**What needs to be done**. Filter the records below, keeping only lines with the string "descendants".

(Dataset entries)
[Start of Attachment]

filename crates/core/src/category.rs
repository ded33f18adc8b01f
//! Category rules: status values, parent normalisation, and cycle checks.

use serde::{Deserialize, Serialize};

use crate::error::CoreError;
use crate::tree::Adjacency;
use crate::types::DbId;

/// Maximum length of a category name.
pub const MAX_CATEGORY_NAME_LENGTH: usize = 256;

/// Category visibility, stored as SMALLINT.
#[derive(Debug, Clone, Copy, PartialEq, Eq, Serialize, Deserialize)]
#[serde(try_from = "i16", into = "i16")]
#[repr(i16)]
pub enum CategoryStatus {
    Active = 0,
    Disabled = 1,
}

impl CategoryStatus {
    pub fn id(self) -> i16 {
        self as i16
    }
}

impl TryFrom<i16> for CategoryStatus {
    type Error = CoreError;

    fn try_from(value: i16) -> Result<Self, Self::Error> {
        match value {
            0 => Ok(CategoryStatus::Active),
            1 => Ok(CategoryStatus::Disabled),
            other => Err(CoreError::Validation(format!(
                "Invalid category status {other}. Must be 0 (active) or 1 (disabled)"
            ))),
        }
    }
}

impl From<CategoryStatus> for i16 {
    fn from(value: CategoryStatus) -> Self {
        value.id()
    }
}

/// Map the legacy "no parent" markers (`-1`, `0`) to `None`.
pub fn normalize_parent(parent_id: Option<DbId>) -> Option<DbId> {
    parent_id.filter(|id| *id > 0)
}

/// Validate a category name.
pub fn validate_category_name(name: &str) -> Result<(), CoreError> {
    let trimmed = name.trim();
    if trimmed.is_empty() {
        return Err(CoreError::Validation(
            "Category name must not be empty".to_string(),
        ));
    }
    if trimmed.chars().count() > MAX_CATEGORY_NAME_LENGTH {
        return Err(CoreError::Validation(format!(
            "Category name must be at most {MAX_CATEGORY_NAME_LENGTH} characters"
        )));
    }
    Ok(())
}

/// Check that `parent_id` is an acceptable parent for category `id`.
///
/// `id` is `None` when the category is being created. A category may not be
/// its own parent, nor may it hang below one of its own descendants.
pub fn validate_parent(
    id: Option<DbId>,
    parent_id: Option<DbId>,
    tree: &Adjacency,
) -> Result<(), CoreError> {
    let (Some(id), Some(parent_id)) = (id, parent_id) else {
        return Ok(());
    };

    if parent_id == id {
        return Err(CoreError::Validation(
            "A category cannot be its own parent".to_string(),
        ));
    }
    if tree.is_descendant(id, parent_id) {
        return Err(CoreError::Validation(format!(
            "Category {parent_id} is a descendant of category {id} and cannot be its parent"
        )));
    }
    Ok(())
}

/// Build the blocking message for a category that still has dependents.
///
/// Returns `None` when the category can be deleted.
pub fn delete_blocker(child_count: i64, article_count: i64) -> Option<CoreError> {
    if child_count > 0 {
        return Some(CoreError::Conflict(format!(
            "Category has {child_count} child categories and cannot be deleted"
        )));
    }
    if article_count > 0 {
        return Some(CoreError::Conflict(format!(
            "Category is used by {article_count} articles and cannot be deleted"
        )));
    }
    None
}
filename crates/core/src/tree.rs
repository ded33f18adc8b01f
//! Adjacency-list helpers for self-referential rows (categories, comments).
//!
//! Rows only carry a parent id; nothing holds pointers to other rows. Trees
//! are rebuilt on demand from `(id, parent_id)` pairs.

use std::collections::{HashMap, HashSet, VecDeque};

use serde::Serialize;

use crate::types::DbId;

/// Parent -> children index over a flat list of `(id, parent_id)` pairs.
#[derive(Debug, Default, Clone)]
pub struct Adjacency {
    children: HashMap<DbId, Vec<DbId>>,
}

impl Adjacency {
    pub fn from_edges(edges: impl IntoIterator<Item = (DbId, Option<DbId>)>) -> Self {
        let mut children: HashMap<DbId, Vec<DbId>> = HashMap::new();
        for (id, parent) in edges {
            if let Some(parent) = parent {
                children.entry(parent).or_default().push(id);
            }
        }
        Self { children }
    }

    /// Direct children of `id`.
    pub fn children_of(&self, id: DbId) -> &[DbId] {
        self.children.get(&id).map(Vec::as_slice).unwrap_or(&[])
    }

    /// Every node below `id`, breadth-first. Terminates on cyclic data.
    pub fn descendants(&self, id: DbId) -> Vec<DbId> {
        let mut seen = HashSet::from([id]);
        let mut out = Vec::new();
        let mut queue = VecDeque::from([id]);

        while let Some(current) = queue.pop_front() {
            for &child in self.children_of(current) {
                if seen.insert(child) {
                    out.push(child);
                    queue.push_back(child);
                }
            }
        }
        out
    }

    /// Whether `candidate` sits somewhere below `ancestor`.
    pub fn is_descendant(&self, ancestor: DbId, candidate: DbId) -> bool {
        self.descendants(ancestor).contains(&candidate)
    }
}

/// A row together with its nested children.
#[derive(Debug, Clone, Serialize)]
pub struct TreeNode<T> {
    #[serde(flatten)]
    pub item: T,
    pub children: Vec<TreeNode<T>>,
}

/// Nest a flat list of rows.
///
/// Rows whose parent is absent from `items` become roots. Input order is
/// kept among siblings.
pub fn build_nested<T>(
    items: Vec<T>,
    link: impl Fn(&T) -> (DbId, Option<DbId>),
) -> Vec<TreeNode<T>> {
    let links: Vec<(DbId, Option<DbId>)> = items.iter().map(&link).collect();
    let known: HashSet<DbId> = links.iter().map(|(id, _)| *id).collect();

    let mut by_id: HashMap<DbId, T> = HashMap::with_capacity(items.len());
    let mut children: HashMap<DbId, Vec<DbId>> = HashMap::new();
    let mut roots = Vec::new();

    for ((id, parent), item) in links.into_iter().zip(items) {
        by_id.insert(id, item);
        match parent.filter(|p| *p != id && known.contains(p)) {
            Some(parent) => children.entry(parent).or_default().push(id),
            None => roots.push(id),
        }
    }

    roots
        .into_iter()
        .filter_map(|id| take_subtree(id, &mut by_id, &children))
        .collect()
}

fn take_subtree<T>(
    id: DbId,
    by_id: &mut HashMap<DbId, T>,
    children: &HashMap<DbId, Vec<DbId>>,
) -> Option<TreeNode<T>> {
    // Removing the row first means a cycle can never be walked twice.
    let item = by_id.remove(&id)?;
    let nested: Vec<TreeNode<T>> = children
        .get(&id)
        .map(|ids| {
            ids.iter()
                .filter_map(|child| take_subtree(*child, by_id, children))
                .collect()
        })
        .unwrap_or_default();
    Some(TreeNode {
        item,
        children: nested,
    })
}
//! HTTP layer of the blog backend: configuration, authentication, handlers,
//! route tables, and the attachment storage backend.

pub mod auth;
pub mod config;
pub mod error;
pub mod handlers;
pub mod middleware;
pub mod response;
pub mod router;
pub mod routes;
pub mod state;
pub mod storage;
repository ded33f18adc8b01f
//! Route definitions for the admin `/admin/articles` resource.

use axum::routing::get;
use axum::Router;

use crate::handlers::articles;
use crate::state::AppState;

/// Routes mounted at `/admin/articles`.
///
/// ```text
/// GET    /      -> list_articles
/// POST   /      -> create_article
/// GET    /{id}  -> get_article
/// PUT    /{id}  -> update_article
/// DELETE /{id}  -> delete_article
/// ```
pub fn router() -> Router<AppState> {
    Router::new()
        .route(
            "/",
            get(articles::list_articles).post(articles::create_article),
        )
        .route(
            "/{id}",
            get(articles::get_article)
                .put(articles::update_article)
                .delete(articles::delete_article),
        )
}
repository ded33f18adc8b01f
//! Route definitions for the `/auth` resource.

use axum::routing::{get, post};
use axum::Router;

use crate::handlers::auth;
use crate::state::AppState;

/// Routes mounted at `/auth`.
///
/// ```text
/// POST /login    -> login
/// GET  /me       -> me (requires auth)
/// ```
pub fn router() -> Router<AppState> {
    Router::new()
        .route("/login", post(auth::login))
        .route("/me", get(auth::me))
}
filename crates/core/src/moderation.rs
//! Comment moderation state machine.
//!
//! Comments move between `pending`, `approved`, and `rejected` at an admin's
//! request. Every state is reachable from every other state. The only side
//! effect a transition carries is on the parent article's derived
//! `comment_count`, which counts approved comments and must be recomputed
//! whenever a comment enters or leaves `approved`.

use std::collections::BTreeSet;
use std::fmt;

use serde::{Deserialize, Serialize};

use crate::error::CoreError;
use crate::types::DbId;

/// Moderation status of a comment, stored as SMALLINT.
#[derive(Debug, Clone, Copy, PartialEq, Eq, Hash, Serialize, Deserialize)]
#[serde(try_from = "i16", into = "i16")]
#[repr(i16)]
pub enum CommentStatus {
    Pending = 0,
    Approved = 1,
    Rejected = 2,
}

impl CommentStatus {
    /// Database value.
    pub fn id(self) -> i16 {
        self as i16
    }

    pub fn as_str(self) -> &'static str {
        match self {
            CommentStatus::Pending => "pending",
            CommentStatus::Approved => "approved",
            CommentStatus::Rejected => "rejected",
        }
    }

    /// Whether comments in this state count towards `comment_count`.
    pub fn is_counted(self) -> bool {
        self == CommentStatus::Approved
    }
}

impl TryFrom<i16> for CommentStatus {
    type Error = CoreError;

    fn try_from(value: i16) -> Result<Self, Self::Error> {
        match value {
            0 => Ok(CommentStatus::Pending),
            1 => Ok(CommentStatus::Approved),
            2 => Ok(CommentStatus::Rejected),
            other => Err(CoreError::Validation(format!(
                "Invalid comment status {other}. Must be 0 (pending), 1 (approved), or 2 (rejected)"
            ))),
        }
    }
}

impl From<CommentStatus> for i16 {
    fn from(value: CommentStatus) -> Self {
        value.id()
    }
}

impl fmt::Display for CommentStatus {
    fn fmt(&self, f: &mut fmt::Formatter<'_>) -> fmt::Result {
        f.write_str(self.as_str())
    }
}

/// A single status change applied to one comment.
#[derive(Debug, Clone, Copy, PartialEq, Eq)]
pub struct Transition {
    pub from: CommentStatus,
    pub to: CommentStatus,
}

impl Transition {
    pub fn new(from: CommentStatus, to: CommentStatus) -> Self {
        Self { from, to }
    }

    /// True when the article's approved-comment count may have changed.
    pub fn affects_comment_count(&self) -> bool {
        self.from != self.to && (self.from.is_counted() || self.to.is_counted())
    }
}

/// Validate the id list of a batch status change.
///
/// Rejects an empty list and returns the ids de-duplicated, in ascending order.
pub fn validate_batch_ids(ids: &[DbId]) -> Result<Vec<DbId>, CoreError> {
    if ids.is_empty() {
        return Err(CoreError::Validation(
            "At least one comment id is required".to_string(),
        ));
    }
    if let Some(bad) = ids.iter().find(|id| **id <= 0) {
        return Err(CoreError::Validation(format!("Invalid comment id {bad}")));
    }
    Ok(ids.iter().copied().collect::<BTreeSet<_>>().into_iter().collect())
}

/// Group touched comments by article so each article is recounted once.
pub fn articles_to_recount(article_ids: impl IntoIterator<Item = DbId>) -> Vec<DbId> {
    article_ids
        .into_iter()
        .collect::<BTreeSet<_>>()
        .into_iter()
        .collect()
}

#[cfg(test)]
mod tests {
    use assert_matches::assert_matches;

    use super::*;

    #[test]
    fn status_round_trips_through_database_value() {
        for status in [
            CommentStatus::Pending,
            CommentStatus::Approved,
            CommentStatus::Rejected,
        ] {
            assert_eq!(CommentStatus::try_from(status.id()).unwrap(), status);
        }
    }

    #[test]
    fn unknown_status_is_a_validation_error() {
        assert_matches!(CommentStatus::try_from(3), Err(CoreError::Validation(_)));
        assert_matches!(CommentStatus::try_from(-1), Err(CoreError::Validation(_)));
    }

    #[test]
    fn approving_or_unapproving_affects_count() {
        use CommentStatus::*;
        assert!(Transition::new(Pending, Approved).affects_comment_count());
        assert!(Transition::new(Approved, Rejected).affects_comment_count());
        assert!(Transition::new(Rejected, Approved).affects_comment_count());
        assert!(Transition::new(Approved, Pending).affects_comment_count());
    }

    #[test]
    fn transitions_outside_approved_leave_count_alone() {
        use CommentStatus::*;
        assert!(!Transition::new(Pending, Rejected).affects_comment_count());
        assert!(!Transition::new(Rejected, Pending).affects_comment_count());
        assert!(!Transition::new(Approved, Approved).affects_comment_count());
    }

    #[test]
    fn batch_ids_must_not_be_empty() {
        assert_matches!(validate_batch_ids(&[]), Err(CoreError::Validation(_)));
    }

    #[test]
    fn batch_ids_are_deduplicated() {
        assert_eq!(validate_batch_ids(&[3, 1, 3, 2]).unwrap(), vec![1, 2, 3]);
    }

    #[test]
    fn batch_ids_reject_non_positive() {
        assert_matches!(validate_batch_ids(&[1, 0]), Err(CoreError::Validation(_)));
    }

    #[test]
    fn each_article_is_recounted_once() {
        assert_eq!(articles_to_recount([7, 3, 7, 7, 3]), vec![3, 7]);
    }
}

[End of Attachment]

**Final answer**.
/// its own parent, nor may it hang below one of its own descendants.
    pub fn descendants(&self, id: DbId) -> Vec<DbId> {
        self.descendants(ancestor).contains(&candidate)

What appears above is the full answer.